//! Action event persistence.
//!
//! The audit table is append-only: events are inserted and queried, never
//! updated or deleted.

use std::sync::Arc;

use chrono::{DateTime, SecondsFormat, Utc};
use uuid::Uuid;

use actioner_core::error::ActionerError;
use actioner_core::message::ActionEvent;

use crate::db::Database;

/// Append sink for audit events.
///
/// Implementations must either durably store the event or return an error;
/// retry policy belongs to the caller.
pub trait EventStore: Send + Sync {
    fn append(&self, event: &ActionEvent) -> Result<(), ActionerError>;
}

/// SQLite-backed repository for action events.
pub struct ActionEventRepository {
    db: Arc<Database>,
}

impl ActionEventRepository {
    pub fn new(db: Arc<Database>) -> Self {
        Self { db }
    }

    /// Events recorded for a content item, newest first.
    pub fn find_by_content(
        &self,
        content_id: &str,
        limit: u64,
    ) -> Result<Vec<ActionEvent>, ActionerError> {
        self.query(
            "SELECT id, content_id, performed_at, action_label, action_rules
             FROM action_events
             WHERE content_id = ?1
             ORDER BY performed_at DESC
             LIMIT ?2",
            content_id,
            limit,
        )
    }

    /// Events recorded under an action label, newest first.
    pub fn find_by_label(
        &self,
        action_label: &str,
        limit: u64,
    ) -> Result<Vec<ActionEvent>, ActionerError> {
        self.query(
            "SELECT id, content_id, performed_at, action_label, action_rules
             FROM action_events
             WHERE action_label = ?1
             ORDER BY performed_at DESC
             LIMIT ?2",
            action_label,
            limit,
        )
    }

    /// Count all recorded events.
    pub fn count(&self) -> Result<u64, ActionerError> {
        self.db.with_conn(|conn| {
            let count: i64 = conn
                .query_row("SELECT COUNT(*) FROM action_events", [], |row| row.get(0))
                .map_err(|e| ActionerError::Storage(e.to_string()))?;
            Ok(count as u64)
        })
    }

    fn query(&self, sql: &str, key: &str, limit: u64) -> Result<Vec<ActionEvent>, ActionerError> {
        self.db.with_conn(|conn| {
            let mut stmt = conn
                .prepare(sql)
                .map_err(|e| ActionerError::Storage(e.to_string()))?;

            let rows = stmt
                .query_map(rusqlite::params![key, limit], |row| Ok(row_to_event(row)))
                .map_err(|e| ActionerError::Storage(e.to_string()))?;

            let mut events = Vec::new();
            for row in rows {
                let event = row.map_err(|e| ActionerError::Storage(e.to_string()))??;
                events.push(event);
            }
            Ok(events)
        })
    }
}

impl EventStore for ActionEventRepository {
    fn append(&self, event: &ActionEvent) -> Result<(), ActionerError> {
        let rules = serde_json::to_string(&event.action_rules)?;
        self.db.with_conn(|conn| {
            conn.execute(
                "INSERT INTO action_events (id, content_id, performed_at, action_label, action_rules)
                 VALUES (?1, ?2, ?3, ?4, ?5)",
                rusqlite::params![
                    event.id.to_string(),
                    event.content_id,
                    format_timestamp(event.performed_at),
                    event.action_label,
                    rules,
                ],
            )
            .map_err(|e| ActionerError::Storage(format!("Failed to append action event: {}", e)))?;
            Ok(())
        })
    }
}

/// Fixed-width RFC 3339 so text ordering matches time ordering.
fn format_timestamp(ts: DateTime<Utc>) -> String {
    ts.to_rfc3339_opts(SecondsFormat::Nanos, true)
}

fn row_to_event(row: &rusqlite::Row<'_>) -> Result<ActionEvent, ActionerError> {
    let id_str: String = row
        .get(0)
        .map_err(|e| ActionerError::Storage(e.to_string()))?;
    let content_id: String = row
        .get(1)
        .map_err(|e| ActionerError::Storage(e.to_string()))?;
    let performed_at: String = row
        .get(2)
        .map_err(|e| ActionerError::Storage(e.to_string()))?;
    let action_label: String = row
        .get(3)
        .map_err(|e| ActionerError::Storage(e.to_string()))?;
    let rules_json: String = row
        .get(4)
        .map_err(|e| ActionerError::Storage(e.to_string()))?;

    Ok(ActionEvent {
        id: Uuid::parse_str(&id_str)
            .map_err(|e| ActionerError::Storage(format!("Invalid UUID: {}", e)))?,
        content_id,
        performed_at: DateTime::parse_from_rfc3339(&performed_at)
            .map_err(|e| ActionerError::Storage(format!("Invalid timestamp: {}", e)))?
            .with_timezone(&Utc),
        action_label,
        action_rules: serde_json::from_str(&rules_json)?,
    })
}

---

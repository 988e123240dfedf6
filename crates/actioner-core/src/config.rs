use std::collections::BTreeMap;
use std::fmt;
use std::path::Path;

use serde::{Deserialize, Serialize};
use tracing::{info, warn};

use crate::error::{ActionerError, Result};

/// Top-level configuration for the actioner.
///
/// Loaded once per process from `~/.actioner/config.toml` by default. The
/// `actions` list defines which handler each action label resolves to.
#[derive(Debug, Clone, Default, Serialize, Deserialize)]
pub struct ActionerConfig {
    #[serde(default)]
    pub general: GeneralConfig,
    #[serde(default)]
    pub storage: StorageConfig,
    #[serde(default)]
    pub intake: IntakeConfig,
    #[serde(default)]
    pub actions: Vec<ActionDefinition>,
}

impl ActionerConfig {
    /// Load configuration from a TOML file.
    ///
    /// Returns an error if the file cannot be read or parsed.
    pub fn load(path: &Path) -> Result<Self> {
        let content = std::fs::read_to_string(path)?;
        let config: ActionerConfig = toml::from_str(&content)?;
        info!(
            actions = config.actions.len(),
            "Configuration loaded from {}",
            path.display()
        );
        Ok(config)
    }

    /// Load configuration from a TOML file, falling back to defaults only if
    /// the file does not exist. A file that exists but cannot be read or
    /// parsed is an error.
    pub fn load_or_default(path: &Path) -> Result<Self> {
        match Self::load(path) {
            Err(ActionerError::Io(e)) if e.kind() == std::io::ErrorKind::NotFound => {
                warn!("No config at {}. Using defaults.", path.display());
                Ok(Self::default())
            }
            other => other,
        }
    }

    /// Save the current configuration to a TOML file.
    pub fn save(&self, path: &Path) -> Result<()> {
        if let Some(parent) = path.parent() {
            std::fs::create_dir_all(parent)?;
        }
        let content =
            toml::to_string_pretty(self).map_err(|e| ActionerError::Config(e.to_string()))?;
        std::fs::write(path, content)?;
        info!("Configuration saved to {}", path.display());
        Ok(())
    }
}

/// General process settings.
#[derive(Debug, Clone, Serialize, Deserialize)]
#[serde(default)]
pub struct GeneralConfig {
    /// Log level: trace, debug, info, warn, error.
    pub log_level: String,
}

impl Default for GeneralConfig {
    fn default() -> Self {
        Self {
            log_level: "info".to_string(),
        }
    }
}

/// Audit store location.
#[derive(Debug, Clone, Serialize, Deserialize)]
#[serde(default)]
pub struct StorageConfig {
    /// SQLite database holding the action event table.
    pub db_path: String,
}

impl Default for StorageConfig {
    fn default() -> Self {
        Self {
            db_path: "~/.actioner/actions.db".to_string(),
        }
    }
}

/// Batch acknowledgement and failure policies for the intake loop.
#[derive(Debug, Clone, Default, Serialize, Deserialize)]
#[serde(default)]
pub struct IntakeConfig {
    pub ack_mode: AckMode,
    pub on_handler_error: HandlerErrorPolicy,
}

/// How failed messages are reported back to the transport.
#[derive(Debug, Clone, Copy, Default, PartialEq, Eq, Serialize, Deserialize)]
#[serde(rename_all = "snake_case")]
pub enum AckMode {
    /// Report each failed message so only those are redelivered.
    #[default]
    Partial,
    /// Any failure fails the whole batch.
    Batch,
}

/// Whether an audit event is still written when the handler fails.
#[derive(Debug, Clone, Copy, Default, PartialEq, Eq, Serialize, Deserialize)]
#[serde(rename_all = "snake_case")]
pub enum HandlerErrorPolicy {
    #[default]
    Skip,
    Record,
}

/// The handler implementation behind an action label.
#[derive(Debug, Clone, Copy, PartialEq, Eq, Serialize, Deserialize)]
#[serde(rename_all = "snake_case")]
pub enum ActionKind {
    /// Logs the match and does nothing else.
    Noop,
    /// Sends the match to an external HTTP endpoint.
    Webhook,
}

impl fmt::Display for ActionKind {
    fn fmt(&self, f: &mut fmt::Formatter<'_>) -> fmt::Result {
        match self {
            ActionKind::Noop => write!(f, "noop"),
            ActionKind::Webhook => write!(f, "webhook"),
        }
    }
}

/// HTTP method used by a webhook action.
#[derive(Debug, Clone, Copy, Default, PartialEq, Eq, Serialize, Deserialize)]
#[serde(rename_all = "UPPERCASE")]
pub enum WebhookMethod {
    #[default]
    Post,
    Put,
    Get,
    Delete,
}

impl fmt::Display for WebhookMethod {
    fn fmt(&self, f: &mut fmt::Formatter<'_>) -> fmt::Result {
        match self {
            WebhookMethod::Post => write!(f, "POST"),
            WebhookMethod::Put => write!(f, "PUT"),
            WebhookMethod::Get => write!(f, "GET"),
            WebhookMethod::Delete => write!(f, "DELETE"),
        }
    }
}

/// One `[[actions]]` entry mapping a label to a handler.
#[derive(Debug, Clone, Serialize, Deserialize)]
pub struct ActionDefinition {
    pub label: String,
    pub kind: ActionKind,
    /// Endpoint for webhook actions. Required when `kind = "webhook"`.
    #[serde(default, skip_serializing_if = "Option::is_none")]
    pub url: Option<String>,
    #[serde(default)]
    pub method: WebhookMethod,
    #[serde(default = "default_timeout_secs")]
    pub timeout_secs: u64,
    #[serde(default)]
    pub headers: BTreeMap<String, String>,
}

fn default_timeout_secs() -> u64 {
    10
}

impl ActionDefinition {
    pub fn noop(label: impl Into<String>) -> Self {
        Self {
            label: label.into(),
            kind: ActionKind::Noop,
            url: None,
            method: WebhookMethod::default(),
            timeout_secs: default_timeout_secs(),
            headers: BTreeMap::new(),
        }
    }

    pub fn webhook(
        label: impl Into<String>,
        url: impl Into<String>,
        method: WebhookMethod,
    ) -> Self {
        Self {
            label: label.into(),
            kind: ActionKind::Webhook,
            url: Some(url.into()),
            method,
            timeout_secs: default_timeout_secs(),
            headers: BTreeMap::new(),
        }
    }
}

• _Task requirements_
Looking at the records above, return exactly the lines from the line with "Copy, PartialEq, Eq, Serialize, Deserialize)]" to the line with "impl fmt::Display for WebhookMethod", both ends included.

• _Exercise response_
#[derive(Debug, Clone, Copy, PartialEq, Eq, Serialize, Deserialize)]
#[serde(rename_all = "snake_case")]
pub enum ActionKind {
    /// Logs the match and does nothing else.
    Noop,
    /// Sends the match to an external HTTP endpoint.
    Webhook,
}

impl fmt::Display for ActionKind {
    fn fmt(&self, f: &mut fmt::Formatter<'_>) -> fmt::Result {
        match self {
            ActionKind::Noop => write!(f, "noop"),
            ActionKind::Webhook => write!(f, "webhook"),
        }
    }
}

/// HTTP method used by a webhook action.
#[derive(Debug, Clone, Copy, Default, PartialEq, Eq, Serialize, Deserialize)]
#[serde(rename_all = "UPPERCASE")]
pub enum WebhookMethod {
    #[default]
    Post,
    Put,
    Get,
    Delete,
}

impl fmt::Display for WebhookMethod {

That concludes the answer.